**Source data:**
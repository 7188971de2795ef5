//! Stopword sets.

use cord_types::{AnalysisConfig, DEFAULT_STOPWORDS};
use rustc_hash::FxHashSet;

/// Tokens excluded from frequency results.
///
/// Entries are lowercased on insertion. Tokens produced by the tokenizer are
/// already lowercase, so membership is effectively case-insensitive.
#[derive(Debug, Clone, Default, PartialEq, Eq)]
pub struct StopwordSet {
    words: FxHashSet<String>,
}

impl StopwordSet {
    /// Creates an empty set; nothing is excluded.
    pub fn new() -> Self {
        Self::default()
    }

    /// The default English list: `the and of in to for on with a an`.
    pub fn english() -> Self {
        DEFAULT_STOPWORDS.iter().copied().collect()
    }

    /// Builds the set named by `config.stopwords`.
    pub fn from_config(config: &AnalysisConfig) -> Self {
        config.stopwords.iter().map(String::as_str).collect()
    }

    /// Adds a word. Surrounding whitespace is ignored and blank words are skipped.
    pub fn insert(&mut self, word: &str) {
        let word = word.trim();
        if !word.is_empty() {
            self.words.insert(word.to_lowercase());
        }
    }

    /// Returns `true` if `token` is excluded.
    #[inline]
    pub fn contains(&self, token: &str) -> bool {
        self.words.contains(token)
    }

    /// Number of distinct stopwords.
    pub fn len(&self) -> usize {
        self.words.len()
    }

    /// Returns `true` if the set excludes nothing.
    pub fn is_empty(&self) -> bool {
        self.words.is_empty()
    }
}

impl<'a> FromIterator<&'a str> for StopwordSet {
    fn from_iter<I: IntoIterator<Item = &'a str>>(iter: I) -> Self {
        let mut set = Self::new();
        for word in iter {
            set.insert(word);
        }
        set
    }
}
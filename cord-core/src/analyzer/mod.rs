//! Text analysis.
//!
//! - **Tokenizer**: lowercases text and splits it into word tokens
//! - **Stopwords**: the set of tokens dropped from frequency results

pub mod stopwords;
pub mod tokenizer;

pub use stopwords::StopwordSet;
pub use tokenizer::{tokenize, Field, Tokenizer, Tokens};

**Your assignment:** Only the lines from the beginning of the listing through the line containing "pub fn english()" are wanted, each restated word for word.

**Response to this exercise:**
repository 7188971de2795ef5
//! Stopword sets.

use cord_types::{AnalysisConfig, DEFAULT_STOPWORDS};
use rustc_hash::FxHashSet;

/// Tokens excluded from frequency results.
///
/// Entries are lowercased on insertion. Tokens produced by the tokenizer are
/// already lowercase, so membership is effectively case-insensitive.
#[derive(Debug, Clone, Default, PartialEq, Eq)]
pub struct StopwordSet {
    words: FxHashSet<String>,
}

impl StopwordSet {
    /// Creates an empty set; nothing is excluded.
    pub fn new() -> Self {
        Self::default()
    }

    /// The default English list: `the and of in to for on with a an`.
    pub fn english() -> Self {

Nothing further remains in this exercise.